Dataset entries
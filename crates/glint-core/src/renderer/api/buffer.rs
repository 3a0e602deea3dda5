// Copyright 2025 eraflo
//
// Licensed under the Apache License, Version 2.0 (the "License");
// you may not use this file except in compliance with the License.
// You may obtain a copy of the License at
//
//     http://www.apache.org/licenses/LICENSE-2.0
//
// Unless required by applicable law or agreed to in writing, software
// distributed under the License is distributed on an "AS IS" BASIS,
// WITHOUT WARRANTIES OR CONDITIONS OF ANY KIND, either express or implied.
// See the License for the specific language governing permissions and
// limitations under the License.

//! Buffer objects.

use super::handle::{ContextId, GpuResource, Handle, ResourceState};
use crate::renderer::error::ResourceError;
use crate::renderer::traits::GlDriver;

/// Largest buffer the driver can address; sizes and offsets travel as signed 32-bit.
pub const MAX_BUFFER_SIZE: usize = i32::MAX as usize;

/// A block of driver-side memory holding vertex, index, or arbitrary data.
#[derive(Debug)]
pub struct Buffer {
    pub(crate) context: ContextId,
    pub(crate) state: ResourceState,
    pub(crate) size: usize,
    pub(crate) dynamic: bool,
}

impl Buffer {
    /// Size in bytes. Always positive.
    pub fn size(&self) -> usize {
        self.size
    }

    /// Returns `true` if the buffer was created with the dynamic usage hint.
    pub fn is_dynamic(&self) -> bool {
        self.dynamic
    }

    /// The driver handle, if the buffer is still live.
    pub fn handle(&self) -> Result<Handle, ResourceError> {
        self.state.live(Self::KIND)
    }
}

impl GpuResource for Buffer {
    const KIND: &'static str = "buffer";

    fn context_id(&self) -> ContextId {
        self.context
    }

    fn is_live(&self) -> bool {
        self.state.is_live()
    }

    fn release_with(&mut self, driver: &dyn GlDriver) {
        if let Some(handle) = self.state.take() {
            driver.delete_buffer(handle);
            log::debug!("Released buffer {}", handle.get());
        }
    }
}
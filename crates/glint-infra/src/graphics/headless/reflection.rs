// Copyright 2025 eraflo
//
// Licensed under the Apache License, Version 2.0 (the "License");
// you may not use this file except in compliance with the License.
// You may obtain a copy of the License at
//
//     http://www.apache.org/licenses/LICENSE-2.0
//
// Unless required by applicable law or agreed to in writing, software
// distributed under the License is distributed on an "AS IS" BASIS,
// WITHOUT WARRANTIES OR CONDITIONS OF ANY KIND, either express or implied.
// See the License for the specific language governing permissions and
// limitations under the License.

//! Vertex input reflection over GLSL source text.

use glint_core::renderer::api::{ActiveAttribute, AttributeType};
use std::collections::BTreeSet;

/// GL type code of a GLSL vertex input type name.
pub fn glsl_type_code(name: &str) -> Option<u32> {
    let code = match name {
        "float" => 0x1406,
        "vec2" => 0x8B50,
        "vec3" => 0x8B51,
        "vec4" => 0x8B52,
        "int" => 0x1404,
        "ivec2" => 0x8B53,
        "ivec3" => 0x8B54,
        "ivec4" => 0x8B55,
        "uint" => 0x1405,
        "uvec2" => 0x8DC6,
        "uvec3" => 0x8DC7,
        "uvec4" => 0x8DC8,
        "bool" => 0x8B56,
        "bvec2" => 0x8B57,
        "bvec3" => 0x8B58,
        "bvec4" => 0x8B59,
        "mat2" | "mat2x2" => 0x8B5A,
        "mat3" | "mat3x3" => 0x8B5B,
        "mat4" | "mat4x4" => 0x8B5C,
        "mat2x3" => 0x8B65,
        "mat2x4" => 0x8B66,
        "mat3x2" => 0x8B67,
        "mat3x4" => 0x8B68,
        "mat4x2" => 0x8B69,
        "mat4x3" => 0x8B6A,
        "double" => 0x140A,
        "dvec2" => 0x8FFC,
        "dvec3" => 0x8FFD,
        "dvec4" => 0x8FFE,
        "dmat2" | "dmat2x2" => 0x8F46,
        "dmat3" | "dmat3x3" => 0x8F47,
        "dmat4" | "dmat4x4" => 0x8F48,
        "dmat2x3" => 0x8F49,
        "dmat2x4" => 0x8F4A,
        "dmat3x2" => 0x8F4B,
        "dmat3x4" => 0x8F4C,
        "dmat4x2" => 0x8F4D,
        "dmat4x3" => 0x8F4E,
        _ => return None,
    };
    Some(code)
}

struct Declared {
    name: String,
    gl_type: u32,
    size: u32,
    explicit: Option<u32>,
}

/// Finds the `in` declarations of a vertex shader and reports them the way a driver does
/// after linking.
///
/// Explicit `layout(location = N)` qualifiers are honored; other inputs take the lowest
/// free locations in declaration order. Arrays are reported as `name[0]`. A use of
/// `gl_VertexID` is reported as a built-in without location.
pub fn reflect_inputs(source: &str) -> Vec<ActiveAttribute> {
    let declared: Vec<Declared> = source
        .split(';')
        .filter_map(parse_declaration)
        .collect();

    let mut used = BTreeSet::new();
    for input in &declared {
        if let Some(location) = input.explicit {
            used.extend(location..location + locations_of(input));
        }
    }

    let mut next = 0u32;
    let mut active = Vec::with_capacity(declared.len() + 1);
    for input in declared {
        let span = locations_of(&input);
        let location = match input.explicit {
            Some(location) => location,
            None => {
                while (next..next + span).any(|l| used.contains(&l)) {
                    next += 1;
                }
                used.extend(next..next + span);
                next
            }
        };

        let name = if input.size > 1 {
            format!("{}[0]", input.name)
        } else {
            input.name
        };
        active.push(ActiveAttribute {
            name,
            location: Some(location),
            gl_type: input.gl_type,
            size: input.size,
        });
    }

    if source.contains("gl_VertexID") {
        active.push(ActiveAttribute {
            name: "gl_VertexID".to_owned(),
            location: None,
            gl_type: 0x1404,
            size: 1,
        });
    }

    active
}

fn locations_of(input: &Declared) -> u32 {
    AttributeType::from_gl_type(input.gl_type).map_or(1, |ty| ty.rows) * input.size
}

fn parse_declaration(statement: &str) -> Option<Declared> {
    // Drop line comments and preprocessor lines.
    let statement: String = statement
        .lines()
        .map(|line| line.split("//").next().unwrap_or(""))
        .filter(|line| !line.trim_start().starts_with('#'))
        .collect::<Vec<_>>()
        .join(" ");
    let statement = statement.trim();

    let (explicit, rest) = match statement.strip_prefix("layout") {
        Some(rest) => {
            let rest = rest.trim_start().strip_prefix('(')?;
            let (qualifiers, rest) = rest.split_once(')')?;
            (explicit_location(qualifiers), rest)
        }
        None => (None, statement),
    };

    let mut tokens = rest.split_whitespace();
    let mut token = tokens.next()?;
    while matches!(token, "flat" | "smooth" | "noperspective" | "highp" | "mediump" | "lowp") {
        token = tokens.next()?;
    }
    if token != "in" {
        return None;
    }

    let gl_type = glsl_type_code(tokens.next()?)?;
    let declarator: String = tokens.collect();
    let (name, size) = match declarator.split_once('[') {
        Some((name, length)) => (name, length.trim_end_matches(']').trim().parse().ok()?),
        None => (declarator.as_str(), 1),
    };
    if name.is_empty() || !name.chars().all(|c| c.is_ascii_alphanumeric() || c == '_') {
        return None;
    }

    Some(Declared {
        name: name.to_owned(),
        gl_type,
        size,
        explicit,
    })
}

fn explicit_location(qualifiers: &str) -> Option<u32> {
    qualifiers.split(',').find_map(|qualifier| {
        let (key, value) = qualifier.split_once('=')?;
        (key.trim() == "location").then(|| value.trim().parse().ok())?
    })
}

#[cfg(test)]
mod tests {
    use super::*;

    const VERTEX: &str = "
        #version 330 core
        in vec3 in_vert; // position
        in vec2 in_uv;
        layout (location = 0) in mat4 in_model;
        in float in_weights[2];
        uniform mat4 mvp;
        out vec2 v_uv;
        void main() { v_uv = in_uv; gl_Position = mvp * vec4(in_vert, float(gl_VertexID)); }
    ";

    #[test]
    fn test_reflection_reads_inputs_in_declaration_order() {
        // ACT
        let inputs = reflect_inputs(VERTEX);

        // ASSERT
        let names: Vec<&str> = inputs.iter().map(|a| a.name.as_str()).collect();
        assert_eq!(
            names,
            ["in_vert", "in_uv", "in_model", "in_weights[0]", "gl_VertexID"]
        );
    }

    #[test]
    fn test_reflection_places_implicit_inputs_after_explicit_ones() {
        // ACT
        let inputs = reflect_inputs(VERTEX);

        // ASSERT
        // The matrix holds locations 0..4, so the others start at 4.
        assert_eq!(inputs[2].location, Some(0));
        assert_eq!(inputs[0].location, Some(4));
        assert_eq!(inputs[1].location, Some(5));
        assert_eq!(inputs[3].location, Some(6));
        assert_eq!(inputs[3].size, 2);
        assert_eq!(inputs[4].location, None);
    }

    #[test]
    fn test_reflection_ignores_outputs_and_uniforms() {
        let inputs = reflect_inputs("uniform vec4 color; out vec4 frag; in ivec2 in_cell;");
        assert_eq!(inputs.len(), 1);
        assert_eq!(inputs[0].gl_type, 0x8B53);
    }

    #[test]
    fn test_unknown_types_are_skipped() {
        assert!(reflect_inputs("in sampler2D tex;").is_empty());
        assert_eq!(glsl_type_code("dmat3x4"), Some(0x8F4C));
    }
}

PROBLEM DETAILS | Reproduce precisely, and with no line left out, each line from the top of the entries through the line that carries "if let Some(handle)".

EXERCISE OUTPUT |
filename crates/glint-core/src/renderer/api/buffer.rs
repository 3a0e602deea3dda5
// Copyright 2025 eraflo
//
// Licensed under the Apache License, Version 2.0 (the "License");
// you may not use this file except in compliance with the License.
// You may obtain a copy of the License at
//
//     http://www.apache.org/licenses/LICENSE-2.0
//
// Unless required by applicable law or agreed to in writing, software
// distributed under the License is distributed on an "AS IS" BASIS,
// WITHOUT WARRANTIES OR CONDITIONS OF ANY KIND, either express or implied.
// See the License for the specific language governing permissions and
// limitations under the License.

//! Buffer objects.

use super::handle::{ContextId, GpuResource, Handle, ResourceState};
use crate::renderer::error::ResourceError;
use crate::renderer::traits::GlDriver;

/// Largest buffer the driver can address; sizes and offsets travel as signed 32-bit.
pub const MAX_BUFFER_SIZE: usize = i32::MAX as usize;

/// A block of driver-side memory holding vertex, index, or arbitrary data.
#[derive(Debug)]
pub struct Buffer {
    pub(crate) context: ContextId,
    pub(crate) state: ResourceState,
    pub(crate) size: usize,
    pub(crate) dynamic: bool,
}

impl Buffer {
    /// Size in bytes. Always positive.
    pub fn size(&self) -> usize {
        self.size
    }

    /// Returns `true` if the buffer was created with the dynamic usage hint.
    pub fn is_dynamic(&self) -> bool {
        self.dynamic
    }

    /// The driver handle, if the buffer is still live.
    pub fn handle(&self) -> Result<Handle, ResourceError> {
        self.state.live(Self::KIND)
    }
}

impl GpuResource for Buffer {
    const KIND: &'static str = "buffer";

    fn context_id(&self) -> ContextId {
        self.context
    }

    fn is_live(&self) -> bool {
        self.state.is_live()
    }

    fn release_with(&mut self, driver: &dyn GlDriver) {
        if let Some(handle) = self.state.take() {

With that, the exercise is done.